Je reviens à l’essentiel : qu’importe le taux appliqué, les propriétaires de meublés, qu’ils soient classés ou non, continueront à connaître un bénéfice important de leurs locations. Le dispositif n’engendrera ni des volets clos ni des lits froids, car ces propriétaires continueront à gagner de l’argent avec la location touristique.

Nous parlons ici de logements loués de 500 à 1500 euros la semaine, parfois jusqu’à 11 000 euros la semaine. Rien ne justifie alors un abattement de 71 % ou de 50 % par rapport à un voisin qui loue son bien à une famille faisant vivre le territoire et dispose d’un abattement de seulement 30 %. Il existe un impératif de justice fiscale, et cet amendement doit être opérant. Si nous multiplions les exemptions, il ne fonctionnera pas.
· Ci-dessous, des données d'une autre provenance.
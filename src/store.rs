//! The synchronized store: latest snapshot plus synchronous fan-out.

use std::collections::HashMap;
use std::panic::{catch_unwind, AssertUnwindSafe};
use std::sync::atomic::{AtomicU64, Ordering};
use std::sync::Arc;

use parking_lot::RwLock;
use serde_json::Value;

use crate::decode::decode_payload;
use crate::error::FeedError;
use crate::types::{DecodeMode, Snapshot, SubscriberId};

/// Zero-argument change notification.
type NotifyFn = Arc<dyn Fn() + Send + Sync>;

/// Holds the latest snapshot and notifies subscribers on every change.
///
/// The snapshot is replaced wholesale on each update and shared by `Arc`, so
/// a reader sees either the previous snapshot or the new one, never a
/// partially-updated value. [`snapshot`](FeedStore::snapshot) returns the
/// same `Arc` between updates; observers use `Arc::ptr_eq` for change
/// detection.
pub struct FeedStore {
    /// Current snapshot. Swapped before any subscriber runs.
    current: RwLock<Arc<Snapshot>>,

    /// Snapshot served before any connection work completes.
    initial: Arc<Snapshot>,

    /// Registered notification callbacks.
    subscribers: RwLock<HashMap<SubscriberId, NotifyFn>>,

    /// Counter for generating subscriber ids.
    next_id: AtomicU64,

    /// Payload decode policy.
    mode: DecodeMode,
}

impl FeedStore {
    /// Create a store, optionally seeded with a starting value.
    pub fn new(seed: Option<Value>, mode: DecodeMode) -> Self {
        let initial = Arc::new(Snapshot::seeded(seed));
        FeedStore {
            current: RwLock::new(Arc::clone(&initial)),
            initial,
            subscribers: RwLock::new(HashMap::new()),
            next_id: AtomicU64::new(1),
            mode,
        }
    }

    /// Register a change callback. Every registration is independent, even
    /// when the same observer subscribes twice.
    pub fn subscribe(&self, callback: impl Fn() + Send + Sync + 'static) -> SubscriberId {
        let id = SubscriberId(self.next_id.fetch_add(1, Ordering::SeqCst));
        self.subscribers.write().insert(id, Arc::new(callback));
        id
    }

    /// Remove a registration. Calling again with the same id is a no-op.
    pub fn unsubscribe(&self, id: SubscriberId) {
        self.subscribers.write().remove(&id);
    }

    /// Number of live registrations.
    pub fn subscriber_count(&self) -> usize {
        self.subscribers.read().len()
    }

    /// Current snapshot, by reference. Pure read; the same `Arc` comes back
    /// until the next update.
    pub fn snapshot(&self) -> Arc<Snapshot> {
        Arc::clone(&self.current.read())
    }

    /// The pre-connection snapshot (seed value included), for reads that
    /// must be deterministic without a live connection.
    pub fn server_snapshot(&self) -> Arc<Snapshot> {
        Arc::clone(&self.initial)
    }

    /// Fold one raw payload into a new snapshot and notify.
    ///
    /// In lenient mode decoding always yields a value, which replaces `data`
    /// and clears `error`. In strict mode a decode failure publishes the
    /// error and leaves `data` untouched.
    pub fn handle_raw_message(&self, raw: &str) {
        let next = match decode_payload(raw, self.mode) {
            Ok(value) => Snapshot {
                data: Some(value),
                error: None,
            },
            Err(error) => Snapshot {
                data: self.current.read().data.clone(),
                error: Some(error),
            },
        };
        self.publish(next);
    }

    /// Record a terminal connection failure and notify. `data` is left
    /// untouched; the transport has already torn the connection down.
    pub fn handle_terminal_error(&self, error: FeedError) {
        let next = Snapshot {
            data: self.current.read().data.clone(),
            error: Some(error),
        };
        self.publish(next);
    }

    /// Swap the snapshot, then fan out. The swap happens before any callback
    /// runs, so a re-entrant read from inside a notification observes the
    /// new snapshot.
    fn publish(&self, next: Snapshot) {
        *self.current.write() = Arc::new(next);
        self.notify();
    }

    /// Invoke every currently-registered callback exactly once. Membership
    /// is copied up front, so a callback unsubscribing itself (or anyone
    /// else) mid-round cannot disturb the iteration, and a panicking
    /// callback is contained to its own slot.
    fn notify(&self) {
        let round: Vec<(SubscriberId, NotifyFn)> = self
            .subscribers
            .read()
            .iter()
            .map(|(id, callback)| (*id, Arc::clone(callback)))
            .collect();

        for (id, callback) in round {
            if catch_unwind(AssertUnwindSafe(|| callback())).is_err() {
                tracing::warn!(subscriber = id.0, "subscriber callback panicked");
            }
        }
    }
}

#[cfg(test)]
mod tests {
    use super::*;
    use parking_lot::Mutex;
    use serde_json::json;
    use std::sync::atomic::AtomicUsize;

    fn counting_subscriber(store: &FeedStore) -> Arc<AtomicUsize> {
        let count = Arc::new(AtomicUsize::new(0));
        {
            let count = Arc::clone(&count);
            store.subscribe(move || {
                count.fetch_add(1, Ordering::SeqCst);
            });
        }
        count
    }

    // --- Registration ---

    #[test]
    fn test_subscribe_unsubscribe() {
        let store = FeedStore::new(None, DecodeMode::Lenient);

        let id = store.subscribe(|| {});
        assert_eq!(store.subscriber_count(), 1);

        store.unsubscribe(id);
        assert_eq!(store.subscriber_count(), 0);

        // Repeat unsubscribe is a no-op.
        store.unsubscribe(id);
        assert_eq!(store.subscriber_count(), 0);
    }

    #[test]
    fn test_same_observer_subscribes_twice() {
        let store = FeedStore::new(None, DecodeMode::Lenient);
        let count = Arc::new(AtomicUsize::new(0));

        let make = |count: &Arc<AtomicUsize>| {
            let count = Arc::clone(count);
            move || {
                count.fetch_add(1, Ordering::SeqCst);
            }
        };
        let first = store.subscribe(make(&count));
        let _second = store.subscribe(make(&count));

        store.handle_raw_message("1");
        assert_eq!(count.load(Ordering::SeqCst), 2);

        store.unsubscribe(first);
        store.handle_raw_message("2");
        assert_eq!(count.load(Ordering::SeqCst), 3);
    }

    // --- Snapshot discipline ---

    #[test]
    fn test_snapshot_reference_stable_between_updates() {
        let store = FeedStore::new(Some(json!(0)), DecodeMode::Lenient);

        let a = store.snapshot();
        let b = store.snapshot();
        assert!(Arc::ptr_eq(&a, &b));

        store.handle_raw_message("1");
        let c = store.snapshot();
        assert!(!Arc::ptr_eq(&a, &c));
        assert!(Arc::ptr_eq(&c, &store.snapshot()));
    }

    #[test]
    fn test_server_snapshot_keeps_seed() {
        let store = FeedStore::new(Some(json!(0)), DecodeMode::Lenient);
        store.handle_raw_message("42");

        assert_eq!(store.server_snapshot().data, Some(json!(0)));
        assert_eq!(store.snapshot().data, Some(json!(42)));
    }

    #[test]
    fn test_reentrant_read_sees_new_snapshot() {
        let store = Arc::new(FeedStore::new(None, DecodeMode::Lenient));
        let observed = Arc::new(Mutex::new(Vec::new()));
        {
            let store = Arc::clone(&store);
            let observed = Arc::clone(&observed);
            store.clone().subscribe(move || {
                observed.lock().push(store.snapshot().data.clone());
            });
        }

        store.handle_raw_message("1");
        store.handle_raw_message("2");
        assert_eq!(*observed.lock(), vec![Some(json!(1)), Some(json!(2))]);
    }

    // --- Message folding ---

    #[test]
    fn test_messages_replace_data_and_clear_error() {
        let store = FeedStore::new(None, DecodeMode::Lenient);
        store.handle_terminal_error(FeedError::Connection("dropped".into()));
        assert!(store.snapshot().error.is_some());

        store.handle_raw_message(r#"{"x":1}"#);
        let snapshot = store.snapshot();
        assert_eq!(snapshot.data, Some(json!({"x": 1})));
        assert!(snapshot.error.is_none());
    }

    #[test]
    fn test_terminal_error_preserves_data() {
        let store = FeedStore::new(None, DecodeMode::Lenient);
        store.handle_raw_message("7");

        store.handle_terminal_error(FeedError::Connection("dropped".into()));
        let snapshot = store.snapshot();
        assert_eq!(snapshot.data, Some(json!(7)));
        assert_eq!(
            snapshot.error,
            Some(FeedError::Connection("dropped".into()))
        );
    }

    #[test]
    fn test_strict_decode_failure_preserves_data() {
        let store = FeedStore::new(Some(json!(0)), DecodeMode::Strict);

        store.handle_raw_message("not json");
        let snapshot = store.snapshot();
        assert_eq!(snapshot.data, Some(json!(0)));
        assert!(matches!(snapshot.error, Some(FeedError::Decode(_))));

        store.handle_raw_message(r#"{"ok":true}"#);
        let snapshot = store.snapshot();
        assert_eq!(snapshot.data, Some(json!({"ok": true})));
        assert!(snapshot.error.is_none());
    }

    // --- Notification ---

    #[test]
    fn test_every_update_notifies_once() {
        let store = FeedStore::new(None, DecodeMode::Lenient);
        let count = counting_subscriber(&store);

        store.handle_raw_message("1");
        store.handle_raw_message("2");
        store.handle_terminal_error(FeedError::Connection("dropped".into()));

        assert_eq!(count.load(Ordering::SeqCst), 3);
    }

    #[test]
    fn test_unsubscribe_during_notification() {
        let store = Arc::new(FeedStore::new(None, DecodeMode::Lenient));
        let self_removing = Arc::new(Mutex::new(None::<SubscriberId>));
        let fired = Arc::new(AtomicUsize::new(0));

        let id = {
            let store = Arc::clone(&store);
            let cell = Arc::clone(&self_removing);
            let fired = Arc::clone(&fired);
            store.clone().subscribe(move || {
                fired.fetch_add(1, Ordering::SeqCst);
                if let Some(id) = cell.lock().take() {
                    store.unsubscribe(id);
                }
            })
        };
        *self_removing.lock() = Some(id);
        let others = counting_subscriber(&store);

        store.handle_raw_message("1");
        // The self-removing subscriber fired, and so did the other one.
        assert_eq!(fired.load(Ordering::SeqCst), 1);
        assert_eq!(others.load(Ordering::SeqCst), 1);

        store.handle_raw_message("2");
        assert_eq!(fired.load(Ordering::SeqCst), 1);
        assert_eq!(others.load(Ordering::SeqCst), 2);
    }

    #[test]
    fn test_panicking_subscriber_is_isolated() {
        let store = FeedStore::new(None, DecodeMode::Lenient);
        store.subscribe(|| panic!("observer bug"));
        let count = counting_subscriber(&store);

        store.handle_raw_message("1");
        assert_eq!(count.load(Ordering::SeqCst), 1);
    }
}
Nous avons effectivement exempté les stations de ski. Parfois, je me dis que nous avons été trop cléments. Cependant, ces stations de ski disposent d’un parc important de logements n’ayant pas vocation à être loués à l’année, car personne n’y vit.

Nous avons par ailleurs reçu des maires de stations de ski qui sont également des stations-villages, avec des résidents à l’année alors sortis de leurs villages. Je pense également aux villages sur les côtes qui ne sont pas uniquement des stations balnéaires. À Vieux-Boucau-les-Bains, par exemple, le maire se bat pour fixer des habitants à l’année. Or, l’abattement en vigueur entraîne une distorsion du marché. Nous devons donc unifier la règle et rétablir de l’égalité. Nous exemptons d’ores et déjà les gîtes ruraux, les maisons d’hôtes et les stations de ski, cela me semble suffisant. Vous pourrez ensuite, madame Ferrari, débattre de ce sujet au cours de votre mission avec l’ensemble des élus, et pas uniquement avec des représentants d’organismes d’influence.

Mme Annaïg Le Meur, rapporteure. Je précise qu’il n’a pas été évident pour nous de définir les exemptions. Nous nous sommes aperçus qu’il existait plusieurs modalités de classement possibles. Les intervenants ne disposaient pas tous des mêmes définitions.

Or, je partage la mission avec vous, madame Ferrari, et je souhaiterais donc vous entendre à nouveau sur ce sujet.

M. Patrice Vergriete, ministre délégué au Logement. Pour ma part, ma position de principe est défavorable à tous les amendements dans l’attente des résultats de la mission.

M. Sébastien Jumel (GDR-NUPES). Les stations touristiques sont hétérogènes. Mon territoire, la Normandie, se trouve à deux heures de Paris, mais a un PIB industriel à 24 %. Nous avons donc besoin de loger des salariés et des étudiants. Si nous exemptons ma station balnéaire des mesures fiscales visant à réguler les locations en Airbnb, nous allons rencontrer des problèmes. Nous ne sommes pas tous des îlots avec une monoactivité touristique.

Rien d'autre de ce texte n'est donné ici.